Collected data:
:::::
//! Dragon Flier - a side-scrolling cavern flier
//!
//! Core modules:
//! - `sim`: Deterministic simulation (motion, wall bounce, egg lifecycle, collisions)
//! - `level`: Egg spawn tables
//! - `settings`: Data-driven tuning and headless run options
//! - `error`: Crate error type

pub mod error;
pub mod level;
pub mod settings;
pub mod sim;

pub use error::{Result, SimError};
pub use level::{EggSpawn, Level};
pub use settings::{Settings, Tuning};

use glam::DVec2;

/// Game configuration constants
pub mod consts {
    /// Fixed simulation timestep in milliseconds (the driver ticks every 5 ms)
    pub const TICK_MS: u64 = 5;

    /// Visible frame, the dragon is pinned to its centre
    pub const FRAME_WIDTH: u32 = 1200;
    pub const FRAME_HEIGHT: u32 = 900;

    /// Motion defaults shared by every entity
    pub const DEFAULT_ACCELERATION: f64 = 0.05;
    pub const DEFAULT_MAX_VELOCITY: f64 = 5.0;
    pub const DEFAULT_GRAVITY: f64 = 0.97;

    /// Stage bookkeeping for the blueness ripening process
    pub const MAX_BLUENESS: u8 = 255;
}

/// Euclidean pixel distance between two points.
///
/// Each axis delta is truncated to a whole pixel before squaring, so two
/// points less than a pixel apart on both axes are at distance zero.
#[inline]
pub fn pixel_distance(a: DVec2, b: DVec2) -> i64 {
    let dx = ((a.x - b.x) as i64).abs();
    let dy = ((a.y - b.y) as i64).abs();
    ((dx * dx + dy * dy) as f64).sqrt() as i64
}
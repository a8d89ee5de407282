//! Per-pixel opacity queries over a fixed raster
//!
//! The terrain mask and each creature's sprite mask are the same structure;
//! they differ only in what lies outside the raster. Terrain treats the
//! outside as rock so nothing drifts into undefined space, sprites treat it
//! as empty so hit-tests never land beyond the sprite's own bounds.

use rand::{Rng, SeedableRng};
use rand_pcg::Pcg32;

use crate::error::{Result, SimError};

/// How coordinates outside the raster answer `is_solid_at`
#[derive(Debug, Clone, Copy, PartialEq, Eq)]
pub enum OutOfBounds {
    Solid,
    Clear,
}

/// Immutable alpha raster
#[derive(Debug, Clone)]
pub struct CollisionMask {
    width: u32,
    height: u32,
    /// Row-major alpha values
    alpha: Vec<u8>,
    outside: OutOfBounds,
}

impl CollisionMask {
    /// Build from one alpha byte per pixel
    pub fn from_alpha(width: u32, height: u32, alpha: Vec<u8>, outside: OutOfBounds) -> Result<Self> {
        let expected = width as usize * height as usize;
        if alpha.len() != expected {
            return Err(SimError::MaskSizeMismatch {
                width,
                height,
                expected,
                actual: alpha.len(),
            });
        }
        Ok(Self {
            width,
            height,
            alpha,
            outside,
        })
    }

    /// Build from decoded RGBA8 image data, keeping only the alpha channel
    pub fn from_rgba(width: u32, height: u32, rgba: &[u8], outside: OutOfBounds) -> Result<Self> {
        let expected = width as usize * height as usize * 4;
        let pixels: &[[u8; 4]] = match bytemuck::try_cast_slice(rgba) {
            Ok(pixels) if rgba.len() == expected => pixels,
            _ => {
                return Err(SimError::MaskSizeMismatch {
                    width,
                    height,
                    expected,
                    actual: rgba.len(),
                });
            }
        };
        let alpha = pixels.iter().map(|p| p[3]).collect();
        Self::from_alpha(width, height, alpha, outside)
    }

    /// A fully transparent raster
    pub fn empty(width: u32, height: u32, outside: OutOfBounds) -> Self {
        Self {
            width,
            height,
            alpha: vec![0; width as usize * height as usize],
            outside,
        }
    }

    /// A fully opaque raster (e.g. a solid rectangular sprite)
    pub fn filled(width: u32, height: u32, outside: OutOfBounds) -> Self {
        Self {
            width,
            height,
            alpha: vec![u8::MAX; width as usize * height as usize],
            outside,
        }
    }

    #[inline]
    pub fn width(&self) -> u32 {
        self.width
    }

    #[inline]
    pub fn height(&self) -> u32 {
        self.height
    }

    pub fn out_of_bounds(&self) -> OutOfBounds {
        self.outside
    }

    /// True if the pixel is opaque, or lies outside and the policy says solid
    pub fn is_solid_at(&self, x: i32, y: i32) -> bool {
        if x < 0 || y < 0 || x >= self.width as i32 || y >= self.height as i32 {
            return self.outside == OutOfBounds::Solid;
        }
        self.alpha[y as usize * self.width as usize + x as usize] != 0
    }

    /// Same query with coordinates truncated toward zero
    #[inline]
    pub fn is_solid_at_f(&self, x: f64, y: f64) -> bool {
        self.is_solid_at(x as i32, y as i32)
    }

    fn paint_rect(&mut self, x0: i32, y0: i32, w: i32, h: i32, value: u8) {
        let x1 = (x0 + w).min(self.width as i32);
        let y1 = (y0 + h).min(self.height as i32);
        for y in y0.max(0)..y1 {
            for x in x0.max(0)..x1 {
                self.alpha[y as usize * self.width as usize + x as usize] = value;
            }
        }
    }

    /// Paint an opaque filled rectangle (clipped to the raster)
    pub fn fill_rect(&mut self, x0: i32, y0: i32, w: i32, h: i32) {
        self.paint_rect(x0, y0, w, h, u8::MAX);
    }

    /// Carve a transparent rectangle (clipped to the raster)
    pub fn clear_rect(&mut self, x0: i32, y0: i32, w: i32, h: i32) {
        self.paint_rect(x0, y0, w, h, 0);
    }

    /// Paint an opaque filled disc (clipped to the raster)
    pub fn fill_disc(&mut self, cx: i32, cy: i32, r: i32) {
        for y in (cy - r).max(0)..(cy + r + 1).min(self.height as i32) {
            for x in (cx - r).max(0)..(cx + r + 1).min(self.width as i32) {
                let (dx, dy) = (x - cx, y - cy);
                if dx * dx + dy * dy <= r * r {
                    self.alpha[y as usize * self.width as usize + x as usize] = u8::MAX;
                }
            }
        }
    }

    /// Procedural cavern terrain for headless runs and tests.
    ///
    /// Ceiling and floor follow a seeded random walk; a few rock pillars are
    /// scattered through the open band. Same seed, same cavern.
    pub fn generate_cavern(width: u32, height: u32, seed: u64) -> Self {
        let mut mask = Self::empty(width, height, OutOfBounds::Solid);
        if width == 0 || height == 0 {
            log::warn!("Empty {}x{} cavern requested", width, height);
            return mask;
        }
        let mut rng = Pcg32::seed_from_u64(seed);
        let (w, h) = (width as i32, height as i32);
        let band = (h / 8).max(1);

        let mut ceiling = band;
        let mut floor = h - band;
        for x in 0..w {
            ceiling = (ceiling + rng.random_range(-2..=2)).clamp(band / 2, band * 2);
            floor = (floor + rng.random_range(-2..=2)).clamp(h - band * 2, h - band / 2);
            mask.fill_rect(x, 0, 1, ceiling);
            mask.fill_rect(x, floor, 1, h - floor);
        }

        let pillars = (width / 400).max(1);
        for _ in 0..pillars {
            let cx = rng.random_range(0..w);
            let cy = rng.random_range(band * 2..(h - band * 2).max(band * 2 + 1));
            let r = rng.random_range(10..(band.max(11)));
            mask.fill_disc(cx, cy, r);
        }

        log::debug!("Generated {}x{} cavern (seed {}, {} pillars)", width, height, seed, pillars);
        mask
    }
}
//! Fixed timestep simulation tick
//!
//! One call advances the scene by [`TICK_MS`]: move every body, fire the
//! timers that fell due, then apply contact rules.

use super::collision::check_collisions;
use super::motion::{Advance, Intent};
use super::state::{GameEvent, GameState};
use crate::consts::*;

/// Input commands for a single tick (deterministic)
#[derive(Debug, Clone, Copy, Default, PartialEq, Eq)]
pub struct TickInput {
    /// Held direction keys; diagonals allowed
    pub intent: Intent,
    /// Breathe fire
    pub fire: bool,
    /// Start the scene over
    pub restart: bool,
}

/// Advance the game state by one fixed timestep
pub fn tick(state: &mut GameState, input: &TickInput) {
    if input.restart {
        if let Err(e) = state.restart() {
            log::error!("Restart failed: {}", e);
        }
        return;
    }

    // Nothing moves once the dragon is out of life
    if state.is_dead() {
        return;
    }

    state.protagonist.face(input.intent);
    if input.fire {
        state.fire();
    }

    // Movement
    state.protagonist.advance(input.intent, &state.terrain);
    state.projectile.advance(Intent::NONE, &state.terrain);

    let offset = state.protagonist.background_offset();
    let dragon = state.protagonist.screen_position();
    let sense_radius = state.tuning.sense_radius;
    for egg in state.eggs.iter_mut() {
        let chase = egg.chase_intent(offset, dragon, sense_radius);
        egg.advance(chase, &state.terrain);
    }

    // Timers
    state.clock.advance_to((state.time_ticks + 1) * TICK_MS);
    state.fire_due_timers();

    // Contacts
    check_collisions(state);

    state.time_ticks += 1;

    if state.is_dead() {
        log::info!(
            "Out of life after {:.1}s with score {}",
            state.elapsed_seconds(),
            state.score()
        );
        state.events.push(GameEvent::GameOver);
    }
}
//! Game tuning and headless run settings
//!
//! Loaded from JSON files; every field has a default so partial files work.

use std::path::{Path, PathBuf};

use serde::{Deserialize, Serialize};

use crate::consts::*;
use crate::error::{Result, SimError};

/// Pixel size of a sprite, used for feeler margins and reach distances
#[derive(Debug, Clone, Copy, PartialEq, Eq, Serialize, Deserialize)]
pub struct SpriteSize {
    pub width: u32,
    pub height: u32,
}

impl SpriteSize {
    pub const fn new(width: u32, height: u32) -> Self {
        Self { width, height }
    }
}

/// Physics and gameplay constants
#[derive(Debug, Clone, PartialEq, Serialize, Deserialize)]
#[serde(default)]
pub struct Tuning {
    // === Motion ===
    pub acceleration: f64,
    /// Dragon/background speed cap
    pub max_velocity: f64,
    pub gravity: f64,

    // === Projectile ===
    pub projectile_gravity: f64,
    pub fire_max_velocity: f64,
    pub smoke_max_velocity: f64,
    /// Launch velocity multiplier for a charged shot
    pub fire_speed_multiplier: f64,
    /// Launch velocity multiplier for a smoke puff (fired while recharging)
    pub smoke_speed_multiplier: f64,
    /// Horizontal velocity added toward the facing side at launch
    pub muzzle_kick: f64,
    /// Spawn distance from the dragon's centre toward the facing side
    pub muzzle_offset: f64,
    /// A shot slower than this on both axes is spent
    pub spent_speed: f64,
    pub recharge_seconds: f64,
    pub recharge_step_seconds: f64,

    // === Creatures ===
    /// Creature speed cap as a fraction of `max_velocity`
    pub creature_velocity_factor: f64,
    pub sense_radius: f64,
    pub creature_damage: f64,
    /// Life lost for eating an egg before it is ripe
    pub unripe_penalty: f64,
    pub hunger_cooldown_seconds: f64,
    pub kill_decay_seconds: f64,
    pub blueness_step: u8,

    // === Sprites ===
    pub dragon: SpriteSize,
    pub fireball: SpriteSize,
    pub creature: SpriteSize,

    // === Frame ===
    pub frame_width: u32,
    pub frame_height: u32,
}

impl Default for Tuning {
    fn default() -> Self {
        Self {
            acceleration: DEFAULT_ACCELERATION,
            max_velocity: DEFAULT_MAX_VELOCITY,
            gravity: DEFAULT_GRAVITY,

            projectile_gravity: 0.98,
            fire_max_velocity: 15.0,
            smoke_max_velocity: 10.0,
            fire_speed_multiplier: 2.0,
            smoke_speed_multiplier: 0.25,
            muzzle_kick: 10.0,
            muzzle_offset: 50.0,
            spent_speed: 0.05,
            recharge_seconds: 4.0,
            recharge_step_seconds: 0.1,

            creature_velocity_factor: 0.5,
            sense_radius: 600.0,
            creature_damage: 0.10,
            unripe_penalty: 0.10,
            hunger_cooldown_seconds: 1.0,
            kill_decay_seconds: 3.0,
            blueness_step: 5,

            dragon: SpriteSize::new(150, 120),
            fireball: SpriteSize::new(40, 40),
            creature: SpriteSize::new(60, 60),

            frame_width: FRAME_WIDTH,
            frame_height: FRAME_HEIGHT,
        }
    }
}

/// Whole milliseconds in `seconds`, truncated
#[inline]
pub fn seconds_to_ms(seconds: f64) -> u64 {
    (seconds * 1000.0) as u64
}

impl Tuning {
    pub fn from_json_str(json: &str) -> Result<Self> {
        let tuning: Tuning = serde_json::from_str(json)?;
        tuning.validate()?;
        Ok(tuning)
    }

    pub fn load(path: &Path) -> Result<Self> {
        let json = std::fs::read_to_string(path)?;
        Self::from_json_str(&json)
    }

    /// Reject values the integrator or timers cannot work with
    pub fn validate(&self) -> Result<()> {
        for (name, g) in [("gravity", self.gravity), ("projectile_gravity", self.projectile_gravity)] {
            if !(g > 0.0 && g <= 1.0) {
                return Err(SimError::InvalidTuning(format!("{name} must be in (0, 1], got {g}")));
            }
        }
        for (name, v) in [
            ("max_velocity", self.max_velocity),
            ("fire_max_velocity", self.fire_max_velocity),
            ("smoke_max_velocity", self.smoke_max_velocity),
            ("creature_velocity_factor", self.creature_velocity_factor),
            ("recharge_step_seconds", self.recharge_step_seconds),
        ] {
            if !(v > 0.0 && v.is_finite()) {
                return Err(SimError::InvalidTuning(format!("{name} must be positive, got {v}")));
            }
        }
        for (name, v) in [
            ("acceleration", self.acceleration),
            ("sense_radius", self.sense_radius),
            ("creature_damage", self.creature_damage),
            ("unripe_penalty", self.unripe_penalty),
            ("recharge_seconds", self.recharge_seconds),
            ("hunger_cooldown_seconds", self.hunger_cooldown_seconds),
            ("kill_decay_seconds", self.kill_decay_seconds),
        ] {
            if !(v >= 0.0 && v.is_finite()) {
                return Err(SimError::InvalidTuning(format!("{name} must be non-negative, got {v}")));
            }
        }
        if self.blueness_step == 0 {
            return Err(SimError::InvalidTuning("blueness_step must be at least 1".into()));
        }
        Ok(())
    }

    /// Creature speed cap
    pub fn creature_max_velocity(&self) -> f64 {
        self.max_velocity * self.creature_velocity_factor
    }

    /// Number of recharge steps between a shot and being ready again
    pub fn recharge_steps(&self) -> u32 {
        (self.recharge_seconds / self.recharge_step_seconds).round() as u32
    }
}

/// Options for a headless run
#[derive(Debug, Clone, Serialize, Deserialize)]
#[serde(default)]
pub struct Settings {
    pub tuning: Tuning,
    /// Number of fixed ticks to simulate
    pub ticks: u64,
    /// Seed for the procedural cavern
    pub seed: u64,
    pub terrain_width: u32,
    pub terrain_height: u32,
    /// Egg table; the built-in level is used when absent
    pub level: Option<PathBuf>,
}

impl Default for Settings {
    fn default() -> Self {
        Self {
            tuning: Tuning::default(),
            ticks: 30 * 1000 / TICK_MS,
            seed: 0x0D4A_60F1,
            terrain_width: 7000,
            terrain_height: 3200,
            level: None,
        }
    }
}

impl Settings {
    pub fn from_json_str(json: &str) -> Result<Self> {
        let settings: Settings = serde_json::from_str(json)?;
        settings.validate()?;
        Ok(settings)
    }

    pub fn load(path: &Path) -> Result<Self> {
        let json = std::fs::read_to_string(path)?;
        let settings = Self::from_json_str(&json)?;
        log::info!("Loaded settings from {}", path.display());
        Ok(settings)
    }

    /// The cavern generator needs a non-empty raster
    pub fn validate(&self) -> Result<()> {
        self.tuning.validate()?;
        if self.terrain_width == 0 || self.terrain_height == 0 {
            return Err(SimError::InvalidSettings(format!(
                "terrain must be at least 1x1, got {}x{}",
                self.terrain_width, self.terrain_height
            )));
        }
        Ok(())
    }

    /// Load from `path`, falling back to defaults on any failure
    pub fn load_or_default(path: Option<&Path>) -> Self {
        match path {
            Some(path) => match Self::load(path) {
                Ok(settings) => settings,
                Err(e) => {
                    log::warn!("Could not load settings from {}: {}", path.display(), e);
                    Self::default()
                }
            },
            None => {
                log::info!("Using default settings");
                Self::default()
            }
        }
    }
}
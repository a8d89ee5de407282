//! Velocity/acceleration integration shared by every moving entity
//!
//! Every body (scrolling background, projectile, hatched creature) advances
//! through the same per-axis rule: push by `acceleration` while an intent is
//! held, otherwise decay by `gravity`, clamp to `max_velocity`, then move.
//! What differs per body is only the edge policy applied afterwards.

use std::ops::BitOr;

use glam::DVec2;
use serde::{Deserialize, Serialize};

use super::mask::CollisionMask;
use crate::consts::*;

/// Directional input as four independent flags.
///
/// Diagonals are valid (`UP | LEFT`). When both flags of one axis are held the
/// negative direction wins, matching how the keyboard handler resolved it.
#[derive(Debug, Clone, Copy, PartialEq, Eq, Hash, Default, Serialize, Deserialize)]
pub struct Intent(u8);

impl Intent {
    pub const NONE: Intent = Intent(0);
    pub const UP: Intent = Intent(1);
    pub const DOWN: Intent = Intent(1 << 1);
    pub const LEFT: Intent = Intent(1 << 2);
    pub const RIGHT: Intent = Intent(1 << 3);

    pub fn from_flags(up: bool, down: bool, left: bool, right: bool) -> Self {
        let mut intent = Intent::NONE;
        if up {
            intent = intent | Intent::UP;
        }
        if down {
            intent = intent | Intent::DOWN;
        }
        if left {
            intent = intent | Intent::LEFT;
        }
        if right {
            intent = intent | Intent::RIGHT;
        }
        intent
    }

    #[inline]
    pub fn contains(self, other: Intent) -> bool {
        self.0 & other.0 == other.0
    }

    #[inline]
    pub fn is_empty(self) -> bool {
        self.0 == 0
    }

    /// Swap up/down and left/right.
    ///
    /// The background scrolls opposite to where the dragon is steered.
    pub fn mirrored(self) -> Self {
        Intent::from_flags(
            self.contains(Intent::DOWN),
            self.contains(Intent::UP),
            self.contains(Intent::RIGHT),
            self.contains(Intent::LEFT),
        )
    }

    pub fn x_axis(self) -> AxisIntent {
        if self.contains(Intent::LEFT) {
            AxisIntent::Negative
        } else if self.contains(Intent::RIGHT) {
            AxisIntent::Positive
        } else {
            AxisIntent::Idle
        }
    }

    pub fn y_axis(self) -> AxisIntent {
        if self.contains(Intent::UP) {
            AxisIntent::Negative
        } else if self.contains(Intent::DOWN) {
            AxisIntent::Positive
        } else {
            AxisIntent::Idle
        }
    }

    /// Intent that pushes a body at `from` toward `to` on both axes
    pub fn toward(from: DVec2, to: DVec2) -> Self {
        Intent::from_flags(to.y < from.y, from.y < to.y, to.x < from.x, from.x < to.x)
    }
}

impl BitOr for Intent {
    type Output = Intent;

    fn bitor(self, rhs: Intent) -> Intent {
        Intent(self.0 | rhs.0)
    }
}

/// Resolved push along a single axis
#[derive(Debug, Clone, Copy, PartialEq, Eq)]
pub enum AxisIntent {
    Negative,
    Positive,
    Idle,
}

/// What happens to a body that leaves the raster after integrating
#[derive(Debug, Clone, Copy, PartialEq)]
pub enum EdgePolicy {
    /// Position folds back into `(-size, size)` (scrolling background)
    Wrap { width: f64, height: f64 },
    /// Position is held inside `[0, size]`
    Clamp { width: f64, height: f64 },
    /// Held inside `[0, size - 1]`, reflecting velocity on the edge axis
    ClampBounce { width: f64, height: f64 },
}

/// Position/velocity record advanced once per tick
#[derive(Debug, Clone, Copy, PartialEq, Serialize, Deserialize)]
pub struct MotionState {
    pub pos: DVec2,
    pub vel: DVec2,
    /// Velocity added per tick while an intent is held
    pub acceleration: f64,
    /// Per-axis speed cap
    pub max_velocity: f64,
    /// Decay factor in (0, 1] applied when no intent is held on an axis
    pub gravity: f64,
}

impl Default for MotionState {
    fn default() -> Self {
        Self {
            pos: DVec2::ZERO,
            vel: DVec2::ZERO,
            acceleration: DEFAULT_ACCELERATION,
            max_velocity: DEFAULT_MAX_VELOCITY,
            gravity: DEFAULT_GRAVITY,
        }
    }
}

impl MotionState {
    pub fn at(pos: DVec2) -> Self {
        Self {
            pos,
            ..Default::default()
        }
    }

    pub fn with_velocity(mut self, vel: DVec2) -> Self {
        self.vel = vel;
        self
    }

    pub fn with_max_velocity(mut self, max_velocity: f64) -> Self {
        self.max_velocity = max_velocity;
        self
    }

    pub fn with_gravity(mut self, gravity: f64) -> Self {
        self.gravity = gravity;
        self
    }

    pub fn with_acceleration(mut self, acceleration: f64) -> Self {
        self.acceleration = acceleration;
        self
    }

    fn step_axis(&self, v: f64, push: AxisIntent) -> f64 {
        let v = match push {
            AxisIntent::Negative => v - self.acceleration,
            AxisIntent::Positive => v + self.acceleration,
            AxisIntent::Idle => v * self.gravity,
        };
        v.clamp(-self.max_velocity, self.max_velocity)
    }

    /// The state one tick from now, without touching `self`.
    ///
    /// Used both to advance and to look ahead for the bounce resolver.
    pub fn integrated(&self, intent: Intent, edges: EdgePolicy) -> MotionState {
        let mut next = *self;
        next.vel.x = self.step_axis(self.vel.x, intent.x_axis());
        next.vel.y = self.step_axis(self.vel.y, intent.y_axis());
        next.pos += next.vel;

        match edges {
            EdgePolicy::Wrap { width, height } => {
                next.pos.x = wrap(next.pos.x, width);
                next.pos.y = wrap(next.pos.y, height);
            }
            EdgePolicy::Clamp { width, height } => {
                next.pos.x = next.pos.x.clamp(0.0, width);
                next.pos.y = next.pos.y.clamp(0.0, height);
            }
            EdgePolicy::ClampBounce { width, height } => {
                (next.pos.x, next.vel.x) = clamp_bounce(next.pos.x, next.vel.x, width);
                (next.pos.y, next.vel.y) = clamp_bounce(next.pos.y, next.vel.y, height);
            }
        }
        next
    }

    /// Advance one tick in place
    pub fn advance(&mut self, intent: Intent, edges: EdgePolicy) {
        *self = self.integrated(intent, edges);
    }

    /// True when both velocity components are below `threshold` in magnitude
    pub fn is_slower_than(&self, threshold: f64) -> bool {
        self.vel.x.abs() < threshold && self.vel.y.abs() < threshold
    }
}

fn wrap(p: f64, size: f64) -> f64 {
    if p <= -size {
        p + size
    } else if p >= size {
        p - size
    } else {
        p
    }
}

fn clamp_bounce(p: f64, v: f64, size: f64) -> (f64, f64) {
    if p <= 0.0 {
        (0.0, -v)
    } else if p >= size {
        (size - 1.0, -v)
    } else {
        (p, v)
    }
}

/// Kinds of moving bodies in a scene
#[derive(Debug, Clone, Copy, PartialEq, Eq, Serialize, Deserialize)]
pub enum BodyKind {
    /// Scrolling terrain layer, moved opposite to the steering input
    Background,
    /// The dragon; pinned on screen, bounces by redirecting the background
    Protagonist,
    Projectile,
    Creature,
}

impl BodyKind {
    /// Edge policy for a body living on a `width x height` raster
    pub fn edge_policy(self, width: u32, height: u32) -> EdgePolicy {
        let (width, height) = (width as f64, height as f64);
        match self {
            BodyKind::Background | BodyKind::Protagonist => EdgePolicy::Wrap { width, height },
            BodyKind::Projectile => EdgePolicy::ClampBounce { width, height },
            BodyKind::Creature => EdgePolicy::Clamp { width, height },
        }
    }
}

/// A body that advances itself one tick against the terrain
pub trait Advance {
    fn kind(&self) -> BodyKind;

    /// Resolve terrain bounce and integrate; returns the new motion state
    fn advance(&mut self, intent: Intent, terrain: &CollisionMask) -> MotionState;
}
:::::
## Your instructions:
Reproduce the lines above, beginning at the line with "Game configuration constants" and stopping after the line with "pub const DEFAULT_ACCELERATION: f64", exactly as they are.

## Problem solution:
/// Game configuration constants
pub mod consts {
    /// Fixed simulation timestep in milliseconds (the driver ticks every 5 ms)
    pub const TICK_MS: u64 = 5;

    /// Visible frame, the dragon is pinned to its centre
    pub const FRAME_WIDTH: u32 = 1200;
    pub const FRAME_HEIGHT: u32 = 900;

    /// Motion defaults shared by every entity
    pub const DEFAULT_ACCELERATION: f64 = 0.05;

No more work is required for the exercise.